Messina and Tyler joked about how Greek goddesses would have handled some of the situations they had hashed over. They decided to create a game for the next year's get-together, picking their favorite Greek goddesses and crafting cards with intriguing, real-life situations, from love life to work and raising kids.

"Some of the situations are profound, some are a bit risqué, and some are very silly," says Tyler, who also is an opera singer.

They unveiled and played the first What Would Goddess Do? game on Mother's Day weekend 2006. As the stack of playing cards grew, they realized the game had universal appeal to adult women, and with, as they put it, "open-minded" men.

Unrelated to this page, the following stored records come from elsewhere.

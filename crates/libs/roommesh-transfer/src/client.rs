use std::time::Duration;

use roommesh_mesh::{codec, MeshBlob, MeshStore};
use tokio::io::AsyncReadExt;
use tokio::net::TcpStream;

use crate::endpoint::TransferEndpoint;
use crate::error::TransferError;

const READ_CHUNK: usize = 16 * 1024;

/// What a completed fetch did to the local store.
#[derive(Debug, Clone, Copy, PartialEq, Eq)]
pub enum FetchOutcome {
    /// The peer sent a usable blob, now installed at `version`.
    Installed { version: u64, bytes: usize },
    /// The peer's store was empty; nothing changed locally.
    Empty,
}

/// Pulls a peer's mesh over one transfer connection.
///
/// Without a timeout a peer that never closes keeps the fetch pending
/// forever; callers that care set one with [`TransferClient::with_timeout`].
#[derive(Debug, Clone, Default)]
pub struct TransferClient {
    timeout: Option<Duration>,
}

impl TransferClient {
    pub fn new() -> Self {
        Self::default()
    }

    pub fn with_timeout(timeout: Option<Duration>) -> Self {
        Self { timeout }
    }

    /// Read everything the peer at `endpoint` sends until it closes.
    pub async fn fetch(&self, endpoint: &TransferEndpoint) -> Result<MeshBlob, TransferError> {
        match self.timeout {
            Some(after) => tokio::time::timeout(after, read_all(endpoint))
                .await
                .map_err(|_| TransferError::Timeout { endpoint: endpoint.clone(), after })?,
            None => read_all(endpoint).await,
        }
    }

    /// Fetch and check that a non-empty payload decodes. An empty payload is
    /// returned as is.
    pub async fn fetch_checked(
        &self,
        endpoint: &TransferEndpoint,
    ) -> Result<MeshBlob, TransferError> {
        let blob = self.fetch(endpoint).await?;
        if !blob.is_empty() {
            codec::decode(&blob)?;
        }
        Ok(blob)
    }

    /// Fetch, check the payload decodes, and install it into `store`.
    ///
    /// A payload that does not decode is discarded whole and the store keeps
    /// its previous blob.
    pub async fn fetch_into(
        &self,
        endpoint: &TransferEndpoint,
        store: &MeshStore,
    ) -> Result<FetchOutcome, TransferError> {
        let blob = self.fetch_checked(endpoint).await?;
        if blob.is_empty() {
            log::info!("transfer_client: <{}> had no mesh", endpoint);
            return Ok(FetchOutcome::Empty);
        }
        let bytes = blob.len();
        let version = store.replace(blob);
        log::info!(
            "transfer_client: installed {} bytes from <{}> as v{}",
            bytes,
            endpoint,
            version
        );
        Ok(FetchOutcome::Installed { version, bytes })
    }
}

async fn read_all(endpoint: &TransferEndpoint) -> Result<MeshBlob, TransferError> {
    let mut stream = TcpStream::connect((endpoint.host.as_str(), endpoint.port))
        .await
        .map_err(|source| TransferError::Connect { endpoint: endpoint.clone(), source })?;
    log::debug!("transfer_client: connected to <{}>", endpoint);

    let mut received = Vec::new();
    let mut chunk = vec![0u8; READ_CHUNK];
    loop {
        let read = stream
            .read(&mut chunk)
            .await
            .map_err(|source| TransferError::Io { peer: endpoint.to_string(), source })?;
        if read == 0 {
            break;
        }
        received.extend_from_slice(&chunk[..read]);
    }
    log::debug!("transfer_client: <{}> closed after {} bytes", endpoint, received.len());
    Ok(MeshBlob::from(received))
}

"Our game is a combination of history, group therapy and bawdy humor wrapped up in swirls of color," says Messina, an artist. "It invites you to imagine, laugh, play and connect with others. Women need that. It's restorative, it's empowering. But it's not your mother's Bunco game."

Imagine a richly colored game board, with six Greek goddesses, each in her own realm. There's Hera, the goddess of marriage and power; Aphrodite, the goddess of love; moon goddess Artemis; Demeter, the goddess of fertility and nurturing; Athena, the goddess of wisdom; and Persephone, goddess of the spirit world, dreams and transformation. Players don't have to be Greek mythology experts; the traits of each goddess are inscribed on the gameboard.

The rules are flexible, and the oldest player is given the role of crone, with ultimate powers. She can change the game rules, or set time limits on long-winded storytellers.

"We decided age and wisdom should be rewarded," says Tyler. "That's the opposite of our youth-oriented society today."

Players will have to tell some personal stories, plus draw from the stack of 380 cards.

"When you are in the goddess realm, you answer as if you were her," says Tyler, pointing out that Aphrodite, the goddess of love, would have a very different reaction to a guy hitting on her in the bar than Hera, who is all about status and maintaining her dignity.

Players keep drawing cards, based on the toss of a die, aiming to get to the center of their realm. They may get derailed on the way, or sent back a few places. Or, they could land in a fire-pit.

"The fire-pit cards are akin to wild cards," Tyler explains. Players might have to tell who their favorite childhood hero was or have to imitate their mother for two minutes.

Once a player gets to the center of a goddess realm, she has to earn the "nugget," or a playing piece. This is done by drawing a goddess card and discussing how the player is like that goddess, or could be more so, or relating how someone else has those traits.

To finish the game, all of the other players write down how they would respond to a situation, and the player holding the nuggets has to guess who said what. But the other players can lie about their answers, too.

"The way you win the game is to make a card for future games," says Messina. "When people make their own cards, it becomes about them, it's a living game."

Players also can go online to the game's website and suggest a card, which might be included in a future expansion of the deck, or give a testimonial about playing the game.

The game is designed to be played in anywhere from a couple of hours to as long as players last. Messina said the longest continuous game so far went from 7 p.m. to 3 a.m.

Messina and Tyler are producing and marketing the game themselves, both as a labor of love and necessity. It has been a painstaking process to trademark the game and artwork, to find printers and work with box engineers.

"When we brought it to game companies, they didn't understand what it was, and they wanted to dumb it down," Tyler says. "We searched for years for somebody who was capable of doing this the way we wanted it to be done, so we decided to do it ourselves."

The game, which costs $69, is printed in the United States. It can be bought online at www.whatwouldgoddessdogame.com, where a YouTube video clip explains how to play.

Or, go to the first official WWGD? release party at 6 p.m. Friday at Home Wellness Center, 1028A Poquonnock Road, Groton.

Tyler notes, "It really brings people out of their shells, it's a beautiful sharing experience."